The problem: Nothing but a full, exact copy of the data is needed.

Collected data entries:
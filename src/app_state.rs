// =============================================================================
// Application State — shared state handed to every request handler
// =============================================================================

use std::sync::atomic::{AtomicU64, Ordering};
use std::sync::Arc;
use std::time::Instant;

use parking_lot::RwLock;
use serde::Serialize;

use crate::chat::ChatEngine;
use crate::providers::eodhd::MarketDataClient;
use crate::providers::fred::EconDataClient;
use crate::runtime_config::RuntimeConfig;

/// Upper bound on the in-memory error log.
const MAX_RECENT_ERRORS: usize = 50;

/// One recorded operational error, surfaced on the diagnostics endpoint.
#[derive(Debug, Clone, Serialize)]
pub struct ErrorRecord {
    pub message: String,
    /// Short machine-readable tag ("fetch", "fred", "chat").
    pub code: Option<String>,
    /// RFC 3339 timestamp of when the error was recorded.
    pub at: String,
}

pub struct AppState {
    /// Bumped on every config mutation so clients can cheaply poll for change.
    state_version: AtomicU64,

    pub runtime_config: Arc<RwLock<RuntimeConfig>>,
    pub market: Arc<MarketDataClient>,
    pub econ: Arc<EconDataClient>,
    pub chat: Arc<ChatEngine>,

    recent_errors: RwLock<Vec<ErrorRecord>>,
    pub start_time: Instant,
}

impl AppState {
    pub fn new(
        runtime_config: RuntimeConfig,
        market: Arc<MarketDataClient>,
        econ: Arc<EconDataClient>,
        chat: Arc<ChatEngine>,
    ) -> Self {
        Self {
            state_version: AtomicU64::new(1),
            runtime_config: Arc::new(RwLock::new(runtime_config)),
            market,
            econ,
            chat,
            recent_errors: RwLock::new(Vec::new()),
            start_time: Instant::now(),
        }
    }

    pub fn increment_version(&self) -> u64 {
        self.state_version.fetch_add(1, Ordering::SeqCst) + 1
    }

    pub fn current_state_version(&self) -> u64 {
        self.state_version.load(Ordering::SeqCst)
    }

    /// Record an operational error, evicting the oldest entry when full.
    pub fn push_error(&self, message: impl Into<String>) {
        self.push_error_with_code(message, None::<String>);
    }

    pub fn push_error_with_code(
        &self,
        message: impl Into<String>,
        code: Option<impl Into<String>>,
    ) {
        let mut errors = self.recent_errors.write();
        if errors.len() >= MAX_RECENT_ERRORS {
            errors.remove(0);
        }
        errors.push(ErrorRecord {
            message: message.into(),
            code: code.map(Into::into),
            at: chrono::Utc::now().to_rfc3339(),
        });
    }

    pub fn recent_errors(&self) -> Vec<ErrorRecord> {
        self.recent_errors.read().clone()
    }
}

// =============================================================================
// Unit Tests
// =============================================================================
#[cfg(test)]
mod tests {
    use super::*;
    use crate::chat::gemini::GeminiClient;

    fn state() -> AppState {
        let market = Arc::new(MarketDataClient::new("test-token"));
        let econ = Arc::new(EconDataClient::new(None));
        let chat = Arc::new(ChatEngine::new(
            GeminiClient::new("test-key"),
            market.clone(),
            50,
        ));
        AppState::new(RuntimeConfig::default(), market, econ, chat)
    }

    #[test]
    fn version_starts_at_one_and_increments() {
        let s = state();
        assert_eq!(s.current_state_version(), 1);
        assert_eq!(s.increment_version(), 2);
        assert_eq!(s.current_state_version(), 2);
    }

    #[test]
    fn error_log_is_bounded() {
        let s = state();
        for i in 0..(MAX_RECENT_ERRORS + 10) {
            s.push_error(format!("error {i}"));
        }
        let errors = s.recent_errors();
        assert_eq!(errors.len(), MAX_RECENT_ERRORS);
        // Oldest entries were evicted first.
        assert_eq!(errors[0].message, "error 10");
    }

    #[test]
    fn error_codes_are_optional() {
        let s = state();
        s.push_error("plain");
        s.push_error_with_code("tagged", Some("fetch"));
        let errors = s.recent_errors();
        assert_eq!(errors[0].code, None);
        assert_eq!(errors[1].code.as_deref(), Some("fetch"));
    }
}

Response to the exercise:
filename src/app_state.rs
// =============================================================================
// Application State — shared state handed to every request handler
// =============================================================================

use std::sync::atomic::{AtomicU64, Ordering};
use std::sync::Arc;
use std::time::Instant;

use parking_lot::RwLock;
use serde::Serialize;

use crate::chat::ChatEngine;
use crate::providers::eodhd::MarketDataClient;
use crate::providers::fred::EconDataClient;
use crate::runtime_config::RuntimeConfig;

/// Upper bound on the in-memory error log.
const MAX_RECENT_ERRORS: usize = 50;

/// One recorded operational error, surfaced on the diagnostics endpoint.
#[derive(Debug, Clone, Serialize)]
pub struct ErrorRecord {
    pub message: String,
    /// Short machine-readable tag ("fetch", "fred", "chat").
    pub code: Option<String>,
    /// RFC 3339 timestamp of when the error was recorded.
    pub at: String,
}

pub struct AppState {
    /// Bumped on every config mutation so clients can cheaply poll for change.
    state_version: AtomicU64,

    pub runtime_config: Arc<RwLock<RuntimeConfig>>,
    pub market: Arc<MarketDataClient>,
    pub econ: Arc<EconDataClient>,
    pub chat: Arc<ChatEngine>,

    recent_errors: RwLock<Vec<ErrorRecord>>,
    pub start_time: Instant,
}

impl AppState {
    pub fn new(
        runtime_config: RuntimeConfig,
        market: Arc<MarketDataClient>,
        econ: Arc<EconDataClient>,
        chat: Arc<ChatEngine>,
    ) -> Self {
        Self {
            state_version: AtomicU64::new(1),
            runtime_config: Arc::new(RwLock::new(runtime_config)),
            market,
            econ,
            chat,
            recent_errors: RwLock::new(Vec::new()),
            start_time: Instant::now(),
        }
    }

    pub fn increment_version(&self) -> u64 {
        self.state_version.fetch_add(1, Ordering::SeqCst) + 1
    }

    pub fn current_state_version(&self) -> u64 {
        self.state_version.load(Ordering::SeqCst)
    }

    /// Record an operational error, evicting the oldest entry when full.
    pub fn push_error(&self, message: impl Into<String>) {
        self.push_error_with_code(message, None::<String>);
    }

    pub fn push_error_with_code(
        &self,
        message: impl Into<String>,
        code: Option<impl Into<String>>,
    ) {
        let mut errors = self.recent_errors.write();
        if errors.len() >= MAX_RECENT_ERRORS {
            errors.remove(0);
        }
        errors.push(ErrorRecord {
            message: message.into(),
            code: code.map(Into::into),
            at: chrono::Utc::now().to_rfc3339(),
        });
    }

    pub fn recent_errors(&self) -> Vec<ErrorRecord> {
        self.recent_errors.read().clone()
    }
}

// =============================================================================
// Unit Tests
// =============================================================================
#[cfg(test)]
mod tests {
    use super::*;
    use crate::chat::gemini::GeminiClient;

    fn state() -> AppState {
        let market = Arc::new(MarketDataClient::new("test-token"));
        let econ = Arc::new(EconDataClient::new(None));
        let chat = Arc::new(ChatEngine::new(
            GeminiClient::new("test-key"),
            market.clone(),
            50,
        ));
        AppState::new(RuntimeConfig::default(), market, econ, chat)
    }

    #[test]
    fn version_starts_at_one_and_increments() {
        let s = state();
        assert_eq!(s.current_state_version(), 1);
        assert_eq!(s.increment_version(), 2);
        assert_eq!(s.current_state_version(), 2);
    }

    #[test]
    fn error_log_is_bounded() {
        let s = state();
        for i in 0..(MAX_RECENT_ERRORS + 10) {
            s.push_error(format!("error {i}"));
        }
        let errors = s.recent_errors();
        assert_eq!(errors.len(), MAX_RECENT_ERRORS);
        // Oldest entries were evicted first.
        assert_eq!(errors[0].message, "error 10");
    }

    #[test]
    fn error_codes_are_optional() {
        let s = state();
        s.push_error("plain");
        s.push_error_with_code("tagged", Some("fetch"));
        let errors = s.recent_errors();
        assert_eq!(errors[0].code, None);
        assert_eq!(errors[1].code.as_deref(), Some("fetch"));
    }
}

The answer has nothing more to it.